» Entries provided:
//! The `ReflectionAdapter` contract: the seam between this crate and
//! whatever source-language reflection primitives a caller has. The engine
//! only ever calls through this trait; it never inspects a raw type any
//! other way. `typing-graph-facet` and `typing-graph-testhelpers` each
//! provide one concrete implementation.

use std::collections::BTreeMap;
use std::hash::Hash;

use crate::error::ReflectionError;
use crate::node::ParamKind;
use crate::qualifier::{Qualifier, Variance};
use crate::source_location::SourceLocation;

/// A global/local binding pair used to resolve forward references.
/// Bindings map a name to the raw type it resolves to; adapters are free
/// to leave a name unbound rather than model every possible value.
#[derive(Debug, Clone, Default)]
pub struct Namespace<R> {
    bindings: BTreeMap<String, R>,
}

impl<R> Namespace<R> {
    pub fn new() -> Self {
        Self {
            bindings: BTreeMap::new(),
        }
    }

    pub fn insert(&mut self, name: impl Into<String>, value: R) {
        self.bindings.insert(name.into(), value);
    }

    pub fn get(&self, name: &str) -> Option<&R> {
        self.bindings.get(name)
    }

    pub fn is_empty(&self) -> bool {
        self.bindings.is_empty()
    }

    pub fn iter(&self) -> impl Iterator<Item = (&String, &R)> {
        self.bindings.iter()
    }

    /// Merge `other` over `self`; `other`'s bindings win on conflict. Used to
    /// apply a user-supplied `globalns`/`localns` overlay on top of
    /// auto-extracted bindings.
    pub fn overlay(mut self, other: &Namespace<R>) -> Self
    where
        R: Clone,
    {
        for (name, value) in &other.bindings {
            self.bindings.insert(name.clone(), value.clone());
        }
        self
    }
}

/// `(globals, locals)`, as returned by every namespace-extraction entry
/// point and consumed by `evaluate_forward_ref`.
pub type NamespacePair<R> = (Namespace<R>, Namespace<R>);

/// What `type_var_info` reports for a `TypeVar`.
pub struct TypeVarInfo<R> {
    pub name: String,
    pub variance: Variance,
    pub infer_variance: bool,
    pub bound: Option<R>,
    pub constraints: Vec<R>,
    pub default: Option<R>,
}

/// What `param_spec_info`/`type_var_tuple_info` report: strictly a subset
/// of `TypeVarInfo`'s fields, since neither has variance or bounds.
pub struct ParamSpecInfo<R> {
    pub name: String,
    pub default: Option<R>,
}

/// One field/attribute/method slot, as enumerated by a structured facet
/// probe (`fields`, `methods`).
pub struct FieldRaw<R> {
    pub name: String,
    pub raw_type: R,
    pub has_default: bool,
    pub default_repr: Option<String>,
    pub metadata: Vec<Box<dyn crate::metadata::Metadata>>,
    pub qualifiers: Vec<Qualifier>,
}

/// One enum member, as enumerated by `enum_members`.
pub struct EnumMemberRaw {
    pub name: String,
    pub value_repr: Option<String>,
}

/// `Callable`'s parameter list, in whatever shape the adapter found it:
/// a fixed list, a bare ellipsis, or a `ParamSpec`.
pub enum CallableParamsRaw<R> {
    Fixed(Vec<R>),
    Ellipsis,
    ParamSpec(R),
}

/// Which singleton special form a raw type is, if any. Singletons are
/// identified by identity, not by structural shape.
#[derive(Debug, Clone, Copy, PartialEq, Eq)]
pub enum SpecialForm {
    Any,
    Never,
    SelfType,
    LiteralString,
    Ellipsis,
}

/// The adapter contract itself. Every method is a pure query against the
/// raw type (or, for `evaluate_forward_ref`, against a namespace pair).
/// None of them recurse or build nodes; that is the builder's job.
pub trait ReflectionAdapter {
    /// The source language's own representation of a type expression.
    type RawType: Clone + 'static;
    /// A hashable, comparable key standing in for `RawType`'s object
    /// identity. `RawType` itself need not be `Eq`/`Hash` (the values it
    /// wraps might not be), so the adapter names what identity actually is.
    type Id: Clone + Eq + Hash + 'static;

    fn identity(&self, t: &Self::RawType) -> Self::Id;

    fn special_form(&self, t: &Self::RawType) -> Option<SpecialForm>;

    /// The class's own name, used for `Concrete`/`GenericType` nodes. Not
    /// to be confused with `alias_name`, which names the alias binding
    /// rather than the thing it points at.
    fn type_name(&self, t: &Self::RawType) -> String;

    fn origin(&self, t: &Self::RawType) -> Option<Self::RawType>;
    fn args(&self, t: &Self::RawType) -> Vec<Self::RawType>;

    fn is_annotated(&self, t: &Self::RawType) -> bool;
    /// The `(base, annotations)` split for an `Annotated` wrapper. Only
    /// meaningful when `is_annotated` returns `true`.
    fn annotated_parts(&self, t: &Self::RawType) -> (Self::RawType, Vec<Box<dyn crate::metadata::Metadata>>);

    fn is_union(&self, t: &Self::RawType) -> bool;
    fn is_literal(&self, t: &Self::RawType) -> bool;
    fn literal_values(&self, t: &Self::RawType) -> Vec<crate::node::LiteralValue>;
    fn is_tuple(&self, t: &Self::RawType) -> bool;
    fn is_callable(&self, t: &Self::RawType) -> bool;
    fn callable_params(&self, t: &Self::RawType) -> CallableParamsRaw<Self::RawType>;
    fn callable_returns(&self, t: &Self::RawType) -> Self::RawType;
    fn is_meta(&self, t: &Self::RawType) -> bool;
    fn is_typeguard(&self, t: &Self::RawType) -> bool;
    fn is_typeis(&self, t: &Self::RawType) -> bool;
    fn is_concatenate(&self, t: &Self::RawType) -> bool;
    fn is_unpack(&self, t: &Self::RawType) -> bool;

    /// Alias facets: a generic alias with its own parameter scope vs. a
    /// plain alias without one.
    fn is_alias(&self, t: &Self::RawType) -> bool;
    fn alias_name(&self, t: &Self::RawType) -> String;
    fn alias_type_params(&self, t: &Self::RawType) -> Vec<Self::RawType>;
    fn alias_value(&self, t: &Self::RawType) -> Self::RawType;

    fn is_generic_type(&self, t: &Self::RawType) -> bool;
    fn is_subscripted_generic(&self, t: &Self::RawType) -> bool;

    fn qualifier_unwrap(&self, t: &Self::RawType) -> (Option<Qualifier>, Self::RawType);

    fn is_new_type(&self, t: &Self::RawType) -> bool;
    fn new_type_name(&self, t: &Self::RawType) -> String;
    fn new_type_supertype(&self, t: &Self::RawType) -> Self::RawType;

    fn is_forward_ref(&self, t: &Self::RawType) -> bool;
    fn forward_ref_string(&self, t: &Self::RawType) -> String;
    fn evaluate_forward_ref(
        &self,
        reference: &str,
        namespace: &NamespacePair<Self::RawType>,
        type_params: &[Self::RawType],
    ) -> Result<Self::RawType, ReflectionError>;

    fn is_type_var(&self, t: &Self::RawType) -> bool;
    fn type_var_info(&self, t: &Self::RawType) -> TypeVarInfo<Self::RawType>;
    fn is_param_spec(&self, t: &Self::RawType) -> bool;
    fn param_spec_info(&self, t: &Self::RawType) -> ParamSpecInfo<Self::RawType>;
    fn is_type_var_tuple(&self, t: &Self::RawType) -> bool;
    fn type_var_tuple_info(&self, t: &Self::RawType) -> ParamSpecInfo<Self::RawType>;

    fn is_dataclass(&self, t: &Self::RawType) -> bool;
    fn is_typed_dict(&self, t: &Self::RawType) -> bool;
    fn is_named_tuple(&self, t: &Self::RawType) -> bool;
    fn is_enum(&self, t: &Self::RawType) -> bool;
    fn is_protocol(&self, t: &Self::RawType) -> bool;

    fn dataclass_is_frozen(&self, t: &Self::RawType) -> bool;
    fn dataclass_has_slots(&self, t: &Self::RawType) -> bool;
    fn typed_dict_is_total(&self, t: &Self::RawType) -> bool;
    fn protocol_is_runtime_checkable(&self, t: &Self::RawType) -> bool;
    fn enum_value_type(&self, t: &Self::RawType) -> Option<Self::RawType>;
    fn enum_members(&self, t: &Self::RawType) -> Vec<EnumMemberRaw>;

    /// Every field/attribute this structured type declares directly. No
    /// inherited-member or private-member filtering happens here: the
    /// builder applies `Config::include_inherited_members` and
    /// `include_private_members` over the full list this returns, together
    /// with `owner_class`.
    fn fields(&self, t: &Self::RawType) -> Vec<FieldRaw<Self::RawType>>;
    fn methods(&self, t: &Self::RawType) -> Vec<FieldRaw<Self::RawType>>;
    /// Which class (by identity) directly declared a given member, so the
    /// builder can tell an inherited member from one declared on `t` itself.
    fn owner_class(&self, t: &Self::RawType, member_name: &str) -> Option<Self::Id>;

    fn is_function(&self, t: &Self::RawType) -> bool;
    fn function_name(&self, t: &Self::RawType) -> String;
    fn function_is_async(&self, t: &Self::RawType) -> bool;
    fn function_is_generator(&self, t: &Self::RawType) -> bool;
    fn function_decorators(&self, t: &Self::RawType) -> Vec<String>;
    fn function_parameters(&self, t: &Self::RawType) -> Vec<(String, Self::RawType, ParamKind, bool, Option<String>)>;
    fn function_returns(&self, t: &Self::RawType) -> Self::RawType;
    fn function_type_params(&self, t: &Self::RawType) -> Vec<Self::RawType>;

    fn type_params(&self, t: &Self::RawType) -> Vec<Self::RawType>;

    fn module_globals(&self, module: &Self::RawType) -> Namespace<Self::RawType>;
    fn class_module_globals(&self, cls: &Self::RawType) -> Namespace<Self::RawType>;
    fn class_locals(&self, cls: &Self::RawType) -> Namespace<Self::RawType>;
    fn function_globals(&self, function: &Self::RawType) -> Namespace<Self::RawType>;
    fn function_closure(&self, function: &Self::RawType) -> Namespace<Self::RawType>;
    fn owning_class_of_method(&self, function: &Self::RawType) -> Option<Self::RawType>;

    /// Best-effort; returns an empty `SourceLocation` if the adapter cannot
    /// determine one. Only consulted when `Config::include_source_locations`
    /// is set. Locating source is the adapter's business, not the engine's.
    fn source_location(&self, t: &Self::RawType) -> SourceLocation {
        let _ = t;
        SourceLocation::default()
    }
}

» Exercise requirements:
Lines with the word "Metadata" in them should be copied from the preceding records.

» Written solution:
    pub metadata: Vec<Box<dyn crate::metadata::Metadata>>,
    fn annotated_parts(&self, t: &Self::RawType) -> (Self::RawType, Vec<Box<dyn crate::metadata::Metadata>>);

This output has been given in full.